Activity |
All lines in the data bearing the string "Reels" should be identified and copied.

Listed records |

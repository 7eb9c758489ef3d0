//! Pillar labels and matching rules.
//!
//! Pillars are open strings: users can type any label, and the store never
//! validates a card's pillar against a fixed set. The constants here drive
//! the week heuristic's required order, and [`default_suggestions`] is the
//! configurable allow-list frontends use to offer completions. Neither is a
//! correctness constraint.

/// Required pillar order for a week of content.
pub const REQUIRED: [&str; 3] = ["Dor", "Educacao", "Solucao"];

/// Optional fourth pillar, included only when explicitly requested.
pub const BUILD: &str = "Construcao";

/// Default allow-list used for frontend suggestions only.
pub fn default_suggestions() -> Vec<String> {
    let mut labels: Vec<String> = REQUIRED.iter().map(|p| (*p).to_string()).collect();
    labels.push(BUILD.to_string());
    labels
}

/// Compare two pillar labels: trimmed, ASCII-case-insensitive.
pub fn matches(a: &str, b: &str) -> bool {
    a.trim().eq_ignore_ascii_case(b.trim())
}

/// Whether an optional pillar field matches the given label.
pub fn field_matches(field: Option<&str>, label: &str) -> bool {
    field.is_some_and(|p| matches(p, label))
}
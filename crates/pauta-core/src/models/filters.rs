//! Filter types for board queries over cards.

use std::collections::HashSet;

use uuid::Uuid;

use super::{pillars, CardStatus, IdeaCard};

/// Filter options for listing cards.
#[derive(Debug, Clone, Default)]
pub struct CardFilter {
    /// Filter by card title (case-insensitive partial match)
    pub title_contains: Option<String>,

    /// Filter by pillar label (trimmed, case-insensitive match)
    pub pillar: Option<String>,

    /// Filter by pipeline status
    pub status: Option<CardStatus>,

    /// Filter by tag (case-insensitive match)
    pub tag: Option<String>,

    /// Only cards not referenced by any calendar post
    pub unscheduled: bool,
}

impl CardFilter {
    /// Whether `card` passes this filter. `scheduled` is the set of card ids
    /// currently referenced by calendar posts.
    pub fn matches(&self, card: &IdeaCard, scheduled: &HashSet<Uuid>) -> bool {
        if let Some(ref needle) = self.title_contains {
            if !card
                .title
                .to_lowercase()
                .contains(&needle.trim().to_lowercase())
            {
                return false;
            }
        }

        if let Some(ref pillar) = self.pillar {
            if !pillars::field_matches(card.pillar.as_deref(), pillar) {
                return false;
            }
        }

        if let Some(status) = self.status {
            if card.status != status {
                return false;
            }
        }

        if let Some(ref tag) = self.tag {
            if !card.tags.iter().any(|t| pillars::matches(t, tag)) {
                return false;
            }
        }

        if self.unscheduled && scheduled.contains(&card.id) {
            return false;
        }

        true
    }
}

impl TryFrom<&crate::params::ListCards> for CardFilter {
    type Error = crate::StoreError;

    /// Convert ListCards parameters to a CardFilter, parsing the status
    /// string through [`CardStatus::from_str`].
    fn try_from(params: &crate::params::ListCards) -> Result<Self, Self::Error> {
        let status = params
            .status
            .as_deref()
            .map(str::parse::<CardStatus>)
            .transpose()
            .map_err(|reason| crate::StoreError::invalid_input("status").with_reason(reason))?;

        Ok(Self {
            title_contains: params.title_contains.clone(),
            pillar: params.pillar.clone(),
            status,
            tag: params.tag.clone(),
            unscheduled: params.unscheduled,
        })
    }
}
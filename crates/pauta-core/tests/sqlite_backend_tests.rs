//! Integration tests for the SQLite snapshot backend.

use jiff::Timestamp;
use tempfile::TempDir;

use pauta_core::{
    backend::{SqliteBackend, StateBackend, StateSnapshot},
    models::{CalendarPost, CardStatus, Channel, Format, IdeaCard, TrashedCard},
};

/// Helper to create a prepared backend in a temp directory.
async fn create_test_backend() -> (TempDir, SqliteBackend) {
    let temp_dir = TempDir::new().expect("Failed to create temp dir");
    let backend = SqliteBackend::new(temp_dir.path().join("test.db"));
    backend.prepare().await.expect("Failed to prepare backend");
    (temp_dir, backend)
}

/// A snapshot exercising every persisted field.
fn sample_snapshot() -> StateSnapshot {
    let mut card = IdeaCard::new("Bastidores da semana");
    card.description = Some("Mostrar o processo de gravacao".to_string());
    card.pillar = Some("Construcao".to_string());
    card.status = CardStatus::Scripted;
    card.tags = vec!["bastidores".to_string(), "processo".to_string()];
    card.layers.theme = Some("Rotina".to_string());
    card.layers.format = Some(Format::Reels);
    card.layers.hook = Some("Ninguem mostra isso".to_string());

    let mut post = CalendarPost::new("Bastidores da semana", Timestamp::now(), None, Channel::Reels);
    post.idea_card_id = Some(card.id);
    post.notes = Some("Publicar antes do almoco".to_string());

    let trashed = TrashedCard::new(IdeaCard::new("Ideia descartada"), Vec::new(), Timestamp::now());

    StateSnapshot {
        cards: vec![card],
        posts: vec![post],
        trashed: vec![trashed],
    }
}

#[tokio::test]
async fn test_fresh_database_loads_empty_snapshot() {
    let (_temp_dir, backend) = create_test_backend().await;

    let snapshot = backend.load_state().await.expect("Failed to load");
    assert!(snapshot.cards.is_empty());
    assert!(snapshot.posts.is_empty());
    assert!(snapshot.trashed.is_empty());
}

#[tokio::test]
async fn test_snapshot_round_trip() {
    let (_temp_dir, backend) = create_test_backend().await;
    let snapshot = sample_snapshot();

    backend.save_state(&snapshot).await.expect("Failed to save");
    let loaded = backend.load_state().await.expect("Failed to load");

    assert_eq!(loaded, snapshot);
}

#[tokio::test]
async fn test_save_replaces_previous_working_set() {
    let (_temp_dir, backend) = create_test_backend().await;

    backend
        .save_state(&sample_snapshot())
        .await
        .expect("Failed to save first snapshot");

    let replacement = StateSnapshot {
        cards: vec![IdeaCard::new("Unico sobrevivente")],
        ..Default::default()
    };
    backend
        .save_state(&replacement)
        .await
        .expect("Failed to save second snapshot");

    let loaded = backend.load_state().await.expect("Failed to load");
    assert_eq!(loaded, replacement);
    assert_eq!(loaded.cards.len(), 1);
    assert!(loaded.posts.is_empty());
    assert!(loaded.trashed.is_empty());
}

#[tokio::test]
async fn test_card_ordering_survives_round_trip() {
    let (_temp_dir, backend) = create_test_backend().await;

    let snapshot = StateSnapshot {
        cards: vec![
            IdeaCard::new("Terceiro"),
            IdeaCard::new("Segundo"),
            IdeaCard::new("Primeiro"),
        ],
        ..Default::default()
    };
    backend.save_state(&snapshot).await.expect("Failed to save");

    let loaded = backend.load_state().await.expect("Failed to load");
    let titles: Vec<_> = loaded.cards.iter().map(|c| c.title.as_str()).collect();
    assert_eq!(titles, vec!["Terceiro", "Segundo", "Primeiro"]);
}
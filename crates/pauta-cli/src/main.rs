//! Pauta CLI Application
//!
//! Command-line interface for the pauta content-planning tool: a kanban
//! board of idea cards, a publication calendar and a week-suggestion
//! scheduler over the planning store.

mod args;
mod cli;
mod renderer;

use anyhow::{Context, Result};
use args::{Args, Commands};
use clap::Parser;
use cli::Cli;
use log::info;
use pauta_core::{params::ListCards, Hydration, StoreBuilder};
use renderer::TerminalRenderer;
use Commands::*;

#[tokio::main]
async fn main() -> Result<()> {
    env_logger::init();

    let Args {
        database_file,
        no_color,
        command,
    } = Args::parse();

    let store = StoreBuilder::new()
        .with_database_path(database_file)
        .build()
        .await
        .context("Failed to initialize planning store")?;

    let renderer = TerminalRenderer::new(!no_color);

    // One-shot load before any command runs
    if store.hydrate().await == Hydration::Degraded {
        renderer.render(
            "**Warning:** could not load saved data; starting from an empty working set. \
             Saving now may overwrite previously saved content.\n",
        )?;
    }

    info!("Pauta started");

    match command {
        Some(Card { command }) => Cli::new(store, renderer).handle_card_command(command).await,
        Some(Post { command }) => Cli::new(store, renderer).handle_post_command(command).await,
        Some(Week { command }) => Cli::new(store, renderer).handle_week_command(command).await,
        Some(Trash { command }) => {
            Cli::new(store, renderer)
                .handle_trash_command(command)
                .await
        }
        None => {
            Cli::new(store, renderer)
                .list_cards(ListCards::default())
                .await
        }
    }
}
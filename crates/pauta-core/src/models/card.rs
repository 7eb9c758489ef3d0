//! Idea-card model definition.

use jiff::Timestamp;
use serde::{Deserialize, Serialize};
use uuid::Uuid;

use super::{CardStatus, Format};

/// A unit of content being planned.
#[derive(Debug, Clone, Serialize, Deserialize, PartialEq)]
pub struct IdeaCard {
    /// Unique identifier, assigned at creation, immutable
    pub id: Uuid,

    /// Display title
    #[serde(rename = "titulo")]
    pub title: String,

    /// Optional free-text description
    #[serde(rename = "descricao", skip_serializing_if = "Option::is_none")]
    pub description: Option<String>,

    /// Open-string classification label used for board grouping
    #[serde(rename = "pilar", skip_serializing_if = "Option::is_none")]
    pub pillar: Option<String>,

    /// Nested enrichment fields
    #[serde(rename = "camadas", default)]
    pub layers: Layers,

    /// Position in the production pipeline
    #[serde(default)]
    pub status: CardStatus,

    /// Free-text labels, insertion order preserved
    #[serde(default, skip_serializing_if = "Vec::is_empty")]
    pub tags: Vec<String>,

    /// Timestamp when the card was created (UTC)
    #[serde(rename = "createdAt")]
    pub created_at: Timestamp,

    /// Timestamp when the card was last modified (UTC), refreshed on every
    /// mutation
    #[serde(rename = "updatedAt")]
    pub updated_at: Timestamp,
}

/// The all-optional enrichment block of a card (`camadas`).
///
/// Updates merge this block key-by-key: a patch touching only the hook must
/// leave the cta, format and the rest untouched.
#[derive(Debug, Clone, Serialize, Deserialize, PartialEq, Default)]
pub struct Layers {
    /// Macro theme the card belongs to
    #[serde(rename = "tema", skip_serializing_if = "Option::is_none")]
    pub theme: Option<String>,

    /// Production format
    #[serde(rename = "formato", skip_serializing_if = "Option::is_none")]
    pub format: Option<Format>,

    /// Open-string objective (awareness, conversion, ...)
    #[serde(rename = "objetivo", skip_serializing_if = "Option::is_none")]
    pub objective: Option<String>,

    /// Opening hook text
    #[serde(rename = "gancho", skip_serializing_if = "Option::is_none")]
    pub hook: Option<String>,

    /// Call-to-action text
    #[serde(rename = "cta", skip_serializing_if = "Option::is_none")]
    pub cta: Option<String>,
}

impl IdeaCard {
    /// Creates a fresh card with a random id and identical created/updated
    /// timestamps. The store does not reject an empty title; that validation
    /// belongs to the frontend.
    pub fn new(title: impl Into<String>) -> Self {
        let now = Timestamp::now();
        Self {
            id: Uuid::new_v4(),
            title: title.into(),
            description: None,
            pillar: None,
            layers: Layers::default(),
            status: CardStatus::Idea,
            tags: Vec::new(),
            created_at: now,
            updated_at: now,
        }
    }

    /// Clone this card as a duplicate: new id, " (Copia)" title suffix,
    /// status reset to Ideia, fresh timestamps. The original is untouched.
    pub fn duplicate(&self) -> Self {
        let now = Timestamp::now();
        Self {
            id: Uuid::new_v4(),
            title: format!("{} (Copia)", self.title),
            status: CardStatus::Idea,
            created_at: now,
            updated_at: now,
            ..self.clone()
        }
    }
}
---
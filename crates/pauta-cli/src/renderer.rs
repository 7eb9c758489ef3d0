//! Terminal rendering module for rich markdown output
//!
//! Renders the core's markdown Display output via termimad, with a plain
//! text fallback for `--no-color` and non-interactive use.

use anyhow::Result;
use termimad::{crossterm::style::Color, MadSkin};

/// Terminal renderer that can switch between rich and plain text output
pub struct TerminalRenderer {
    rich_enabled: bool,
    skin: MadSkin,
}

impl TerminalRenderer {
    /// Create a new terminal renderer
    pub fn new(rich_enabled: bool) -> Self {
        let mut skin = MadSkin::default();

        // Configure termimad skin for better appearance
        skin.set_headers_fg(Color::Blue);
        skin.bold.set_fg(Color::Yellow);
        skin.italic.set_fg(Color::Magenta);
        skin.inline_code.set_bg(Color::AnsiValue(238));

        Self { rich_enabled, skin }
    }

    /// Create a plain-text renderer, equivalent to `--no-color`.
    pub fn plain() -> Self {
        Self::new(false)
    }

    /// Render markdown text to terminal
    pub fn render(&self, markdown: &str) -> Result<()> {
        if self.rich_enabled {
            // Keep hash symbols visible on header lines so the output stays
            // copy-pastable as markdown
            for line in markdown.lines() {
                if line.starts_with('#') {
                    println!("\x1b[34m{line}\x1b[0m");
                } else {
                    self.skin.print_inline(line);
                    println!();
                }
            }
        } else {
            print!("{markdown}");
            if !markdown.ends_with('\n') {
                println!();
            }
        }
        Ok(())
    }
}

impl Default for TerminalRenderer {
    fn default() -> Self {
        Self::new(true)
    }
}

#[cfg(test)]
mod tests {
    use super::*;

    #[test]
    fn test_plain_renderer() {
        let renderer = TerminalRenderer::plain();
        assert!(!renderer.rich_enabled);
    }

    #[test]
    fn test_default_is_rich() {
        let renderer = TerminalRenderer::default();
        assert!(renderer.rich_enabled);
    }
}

Answer to this task |
    card.layers.format = Some(Format::Reels);
    let mut post = CalendarPost::new("Bastidores da semana", Timestamp::now(), None, Channel::Reels);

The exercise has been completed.